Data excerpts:
Segment Open
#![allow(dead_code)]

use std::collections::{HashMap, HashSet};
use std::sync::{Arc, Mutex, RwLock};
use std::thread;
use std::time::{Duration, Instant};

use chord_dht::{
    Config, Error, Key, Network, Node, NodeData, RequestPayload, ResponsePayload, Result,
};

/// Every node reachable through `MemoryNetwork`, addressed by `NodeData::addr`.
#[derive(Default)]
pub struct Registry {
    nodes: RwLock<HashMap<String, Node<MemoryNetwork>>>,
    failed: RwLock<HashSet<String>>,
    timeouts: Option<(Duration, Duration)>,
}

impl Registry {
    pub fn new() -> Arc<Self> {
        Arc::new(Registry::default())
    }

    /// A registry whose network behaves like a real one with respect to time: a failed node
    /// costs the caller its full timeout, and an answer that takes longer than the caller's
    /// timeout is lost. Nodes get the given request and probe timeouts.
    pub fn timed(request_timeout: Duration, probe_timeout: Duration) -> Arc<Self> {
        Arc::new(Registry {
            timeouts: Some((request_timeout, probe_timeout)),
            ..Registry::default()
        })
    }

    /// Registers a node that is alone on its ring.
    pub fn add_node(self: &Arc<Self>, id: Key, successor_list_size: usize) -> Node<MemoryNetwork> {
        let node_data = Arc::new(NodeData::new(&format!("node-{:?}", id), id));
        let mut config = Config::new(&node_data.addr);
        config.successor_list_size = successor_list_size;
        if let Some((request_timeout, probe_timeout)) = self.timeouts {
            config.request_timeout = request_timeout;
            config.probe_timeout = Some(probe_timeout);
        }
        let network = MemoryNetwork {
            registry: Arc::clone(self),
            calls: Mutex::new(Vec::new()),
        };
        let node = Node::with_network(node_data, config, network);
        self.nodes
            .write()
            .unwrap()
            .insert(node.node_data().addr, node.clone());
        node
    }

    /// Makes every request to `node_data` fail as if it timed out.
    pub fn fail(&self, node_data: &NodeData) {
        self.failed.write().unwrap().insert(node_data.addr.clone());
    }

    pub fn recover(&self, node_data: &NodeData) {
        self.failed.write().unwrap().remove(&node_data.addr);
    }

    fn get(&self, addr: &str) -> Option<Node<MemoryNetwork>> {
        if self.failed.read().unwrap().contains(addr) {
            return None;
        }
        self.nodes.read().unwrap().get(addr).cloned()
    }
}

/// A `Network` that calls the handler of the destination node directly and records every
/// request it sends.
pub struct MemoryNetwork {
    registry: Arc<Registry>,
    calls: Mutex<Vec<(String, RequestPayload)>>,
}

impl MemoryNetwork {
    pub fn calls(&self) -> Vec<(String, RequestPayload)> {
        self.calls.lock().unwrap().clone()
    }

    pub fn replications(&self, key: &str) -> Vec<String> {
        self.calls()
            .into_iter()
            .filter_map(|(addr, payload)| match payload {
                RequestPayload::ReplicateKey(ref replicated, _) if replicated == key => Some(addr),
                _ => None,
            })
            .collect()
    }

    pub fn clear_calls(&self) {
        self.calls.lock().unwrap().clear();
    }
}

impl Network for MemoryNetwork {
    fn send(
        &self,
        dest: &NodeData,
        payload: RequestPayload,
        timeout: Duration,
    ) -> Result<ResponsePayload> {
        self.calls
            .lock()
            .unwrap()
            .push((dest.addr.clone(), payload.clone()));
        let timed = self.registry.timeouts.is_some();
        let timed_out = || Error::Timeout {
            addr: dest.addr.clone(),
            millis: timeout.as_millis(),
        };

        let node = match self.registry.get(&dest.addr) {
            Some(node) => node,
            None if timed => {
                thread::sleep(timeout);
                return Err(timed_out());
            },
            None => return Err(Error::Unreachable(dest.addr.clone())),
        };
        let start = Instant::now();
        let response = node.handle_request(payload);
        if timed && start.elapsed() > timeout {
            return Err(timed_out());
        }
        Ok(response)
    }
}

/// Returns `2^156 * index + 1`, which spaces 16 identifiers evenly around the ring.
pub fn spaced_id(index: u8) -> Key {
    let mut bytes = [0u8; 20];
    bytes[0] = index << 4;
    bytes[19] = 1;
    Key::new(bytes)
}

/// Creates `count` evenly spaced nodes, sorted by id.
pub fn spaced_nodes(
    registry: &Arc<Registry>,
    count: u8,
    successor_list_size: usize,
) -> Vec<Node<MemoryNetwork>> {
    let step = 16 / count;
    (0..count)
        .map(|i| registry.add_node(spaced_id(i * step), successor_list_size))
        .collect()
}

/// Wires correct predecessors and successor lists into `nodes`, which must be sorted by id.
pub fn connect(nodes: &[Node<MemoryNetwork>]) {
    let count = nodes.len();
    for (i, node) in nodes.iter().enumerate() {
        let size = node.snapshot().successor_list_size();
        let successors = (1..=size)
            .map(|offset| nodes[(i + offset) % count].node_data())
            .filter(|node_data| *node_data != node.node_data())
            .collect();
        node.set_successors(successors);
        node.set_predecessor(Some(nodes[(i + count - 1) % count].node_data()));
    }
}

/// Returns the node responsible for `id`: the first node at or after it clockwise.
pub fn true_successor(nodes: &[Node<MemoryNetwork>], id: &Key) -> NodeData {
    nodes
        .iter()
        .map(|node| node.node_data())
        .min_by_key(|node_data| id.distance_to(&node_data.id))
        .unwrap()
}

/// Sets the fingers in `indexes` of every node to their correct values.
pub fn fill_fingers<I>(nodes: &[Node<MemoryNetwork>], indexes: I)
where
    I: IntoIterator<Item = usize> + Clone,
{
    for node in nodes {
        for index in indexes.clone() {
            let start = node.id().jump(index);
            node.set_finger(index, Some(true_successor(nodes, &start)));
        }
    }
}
Segment Closed
Segment Open
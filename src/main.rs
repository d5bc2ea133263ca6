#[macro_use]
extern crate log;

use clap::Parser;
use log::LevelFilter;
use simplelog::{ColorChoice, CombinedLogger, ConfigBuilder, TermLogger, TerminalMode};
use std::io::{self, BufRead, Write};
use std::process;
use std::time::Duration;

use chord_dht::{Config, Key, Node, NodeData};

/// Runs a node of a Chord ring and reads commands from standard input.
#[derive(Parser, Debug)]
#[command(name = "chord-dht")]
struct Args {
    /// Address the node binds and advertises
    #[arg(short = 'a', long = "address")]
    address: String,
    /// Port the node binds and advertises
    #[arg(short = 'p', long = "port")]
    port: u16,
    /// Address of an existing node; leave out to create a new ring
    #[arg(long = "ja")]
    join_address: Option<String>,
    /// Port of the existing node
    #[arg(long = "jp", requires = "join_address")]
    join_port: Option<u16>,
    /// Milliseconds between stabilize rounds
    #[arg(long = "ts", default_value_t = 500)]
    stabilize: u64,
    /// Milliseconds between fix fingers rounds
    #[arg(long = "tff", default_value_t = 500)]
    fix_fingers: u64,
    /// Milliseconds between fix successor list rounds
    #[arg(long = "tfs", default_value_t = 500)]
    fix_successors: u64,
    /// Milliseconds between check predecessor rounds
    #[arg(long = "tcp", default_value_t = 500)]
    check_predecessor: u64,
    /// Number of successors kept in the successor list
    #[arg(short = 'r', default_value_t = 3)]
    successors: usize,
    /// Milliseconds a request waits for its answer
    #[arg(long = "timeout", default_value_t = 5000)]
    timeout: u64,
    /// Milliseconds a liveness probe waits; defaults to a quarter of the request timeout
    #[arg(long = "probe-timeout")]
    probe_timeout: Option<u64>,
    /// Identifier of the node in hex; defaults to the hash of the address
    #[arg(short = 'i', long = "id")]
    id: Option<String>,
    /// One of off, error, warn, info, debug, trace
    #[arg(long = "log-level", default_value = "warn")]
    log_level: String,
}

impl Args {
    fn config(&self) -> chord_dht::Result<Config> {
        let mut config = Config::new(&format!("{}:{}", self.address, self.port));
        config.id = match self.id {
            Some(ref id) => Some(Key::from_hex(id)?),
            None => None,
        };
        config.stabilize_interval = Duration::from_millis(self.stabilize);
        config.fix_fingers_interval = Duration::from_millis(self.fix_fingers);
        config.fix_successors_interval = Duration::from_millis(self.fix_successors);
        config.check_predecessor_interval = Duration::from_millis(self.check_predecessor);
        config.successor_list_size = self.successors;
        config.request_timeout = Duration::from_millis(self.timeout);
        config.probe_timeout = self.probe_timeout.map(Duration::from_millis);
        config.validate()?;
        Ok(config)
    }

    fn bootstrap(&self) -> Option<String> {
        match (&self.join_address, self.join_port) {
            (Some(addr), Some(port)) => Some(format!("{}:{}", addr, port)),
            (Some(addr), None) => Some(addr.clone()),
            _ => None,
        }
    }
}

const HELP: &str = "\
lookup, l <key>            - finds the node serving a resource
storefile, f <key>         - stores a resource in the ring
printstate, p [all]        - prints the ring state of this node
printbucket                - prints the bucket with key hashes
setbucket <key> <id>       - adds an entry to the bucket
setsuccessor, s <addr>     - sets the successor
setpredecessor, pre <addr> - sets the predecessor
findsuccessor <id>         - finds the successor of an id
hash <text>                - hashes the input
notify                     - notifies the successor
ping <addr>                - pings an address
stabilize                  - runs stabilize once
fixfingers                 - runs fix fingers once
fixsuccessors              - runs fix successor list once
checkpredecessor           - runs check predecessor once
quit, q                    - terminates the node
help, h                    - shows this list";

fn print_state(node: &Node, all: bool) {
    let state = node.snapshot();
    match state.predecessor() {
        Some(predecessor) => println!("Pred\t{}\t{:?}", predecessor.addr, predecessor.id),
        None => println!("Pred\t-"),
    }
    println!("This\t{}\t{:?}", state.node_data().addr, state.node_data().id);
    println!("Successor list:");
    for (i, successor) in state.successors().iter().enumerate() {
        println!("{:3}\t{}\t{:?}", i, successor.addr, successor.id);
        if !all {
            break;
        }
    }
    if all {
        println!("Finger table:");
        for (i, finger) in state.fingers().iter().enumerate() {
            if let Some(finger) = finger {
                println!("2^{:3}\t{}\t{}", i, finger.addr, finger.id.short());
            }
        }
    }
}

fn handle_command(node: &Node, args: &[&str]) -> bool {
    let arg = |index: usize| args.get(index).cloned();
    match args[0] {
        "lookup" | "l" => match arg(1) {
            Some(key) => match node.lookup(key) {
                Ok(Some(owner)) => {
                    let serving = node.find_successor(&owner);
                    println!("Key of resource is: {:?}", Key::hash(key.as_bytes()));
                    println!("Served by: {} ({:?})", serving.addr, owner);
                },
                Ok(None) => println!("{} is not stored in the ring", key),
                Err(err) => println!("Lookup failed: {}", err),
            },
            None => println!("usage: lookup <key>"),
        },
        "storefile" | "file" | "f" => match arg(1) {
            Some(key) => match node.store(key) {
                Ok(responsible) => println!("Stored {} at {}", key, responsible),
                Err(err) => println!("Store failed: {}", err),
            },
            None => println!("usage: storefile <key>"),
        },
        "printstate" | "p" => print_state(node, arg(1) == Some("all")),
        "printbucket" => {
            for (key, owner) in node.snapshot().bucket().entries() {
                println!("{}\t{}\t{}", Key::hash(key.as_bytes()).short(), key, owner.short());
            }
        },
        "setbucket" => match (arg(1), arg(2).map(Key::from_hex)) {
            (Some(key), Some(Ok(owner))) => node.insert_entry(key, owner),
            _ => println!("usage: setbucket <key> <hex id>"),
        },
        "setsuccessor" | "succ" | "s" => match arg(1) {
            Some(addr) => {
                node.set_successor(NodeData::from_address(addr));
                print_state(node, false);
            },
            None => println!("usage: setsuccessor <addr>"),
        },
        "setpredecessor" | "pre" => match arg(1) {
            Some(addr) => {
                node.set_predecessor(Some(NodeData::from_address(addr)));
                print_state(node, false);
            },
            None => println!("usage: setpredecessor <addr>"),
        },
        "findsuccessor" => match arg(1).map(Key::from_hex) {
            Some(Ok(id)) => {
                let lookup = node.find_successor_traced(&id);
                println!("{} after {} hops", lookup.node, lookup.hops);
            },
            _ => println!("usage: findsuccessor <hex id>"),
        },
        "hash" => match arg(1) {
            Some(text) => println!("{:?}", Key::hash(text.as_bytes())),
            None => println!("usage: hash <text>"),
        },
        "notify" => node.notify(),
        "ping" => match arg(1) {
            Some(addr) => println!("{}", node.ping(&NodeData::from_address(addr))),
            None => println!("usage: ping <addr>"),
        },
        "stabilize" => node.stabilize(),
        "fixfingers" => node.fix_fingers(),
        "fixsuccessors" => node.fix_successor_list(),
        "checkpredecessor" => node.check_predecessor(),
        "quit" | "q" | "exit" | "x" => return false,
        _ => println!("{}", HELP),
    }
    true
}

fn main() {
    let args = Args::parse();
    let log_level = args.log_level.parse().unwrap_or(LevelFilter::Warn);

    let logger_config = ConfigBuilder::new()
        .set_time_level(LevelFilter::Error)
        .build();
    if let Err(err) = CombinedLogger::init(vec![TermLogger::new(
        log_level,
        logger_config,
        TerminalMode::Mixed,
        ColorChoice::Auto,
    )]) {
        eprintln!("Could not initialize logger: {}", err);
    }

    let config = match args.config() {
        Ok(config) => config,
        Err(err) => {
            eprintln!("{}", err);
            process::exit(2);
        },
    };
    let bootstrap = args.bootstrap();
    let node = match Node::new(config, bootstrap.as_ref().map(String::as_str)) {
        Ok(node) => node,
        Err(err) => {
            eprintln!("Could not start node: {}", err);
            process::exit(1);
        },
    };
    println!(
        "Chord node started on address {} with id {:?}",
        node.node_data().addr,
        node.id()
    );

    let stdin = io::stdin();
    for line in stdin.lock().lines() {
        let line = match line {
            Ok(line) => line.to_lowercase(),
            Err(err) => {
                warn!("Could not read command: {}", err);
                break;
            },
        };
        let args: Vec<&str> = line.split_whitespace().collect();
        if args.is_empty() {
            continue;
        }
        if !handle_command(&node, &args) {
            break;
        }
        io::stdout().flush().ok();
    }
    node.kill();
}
Segment Closed
Segment Open
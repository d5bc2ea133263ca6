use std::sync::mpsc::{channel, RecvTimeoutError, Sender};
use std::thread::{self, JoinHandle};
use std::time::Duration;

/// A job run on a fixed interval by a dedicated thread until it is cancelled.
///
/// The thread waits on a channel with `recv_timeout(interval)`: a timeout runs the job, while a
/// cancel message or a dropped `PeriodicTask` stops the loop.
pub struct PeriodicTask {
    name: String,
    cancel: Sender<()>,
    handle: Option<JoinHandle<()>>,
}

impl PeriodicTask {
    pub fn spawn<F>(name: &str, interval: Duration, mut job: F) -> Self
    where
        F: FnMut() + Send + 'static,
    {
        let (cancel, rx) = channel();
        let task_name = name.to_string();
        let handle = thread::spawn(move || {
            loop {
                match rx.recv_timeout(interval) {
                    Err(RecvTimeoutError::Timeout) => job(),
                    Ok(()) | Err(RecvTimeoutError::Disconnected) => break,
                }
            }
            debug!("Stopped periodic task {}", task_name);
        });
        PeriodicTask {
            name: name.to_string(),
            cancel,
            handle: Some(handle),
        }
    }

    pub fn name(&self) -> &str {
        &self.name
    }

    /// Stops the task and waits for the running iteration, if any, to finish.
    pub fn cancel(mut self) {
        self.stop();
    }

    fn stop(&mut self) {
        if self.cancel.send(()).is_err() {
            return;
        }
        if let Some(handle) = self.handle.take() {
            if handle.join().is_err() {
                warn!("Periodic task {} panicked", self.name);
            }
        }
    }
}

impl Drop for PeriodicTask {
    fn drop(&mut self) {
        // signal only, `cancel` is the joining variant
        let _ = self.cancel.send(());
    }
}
Segment Closed
YOUR OBJECTIVE
Over all the entries, say how many lines hold the string "indexes". The reply is the number alone.

YOUR SOLUTION
3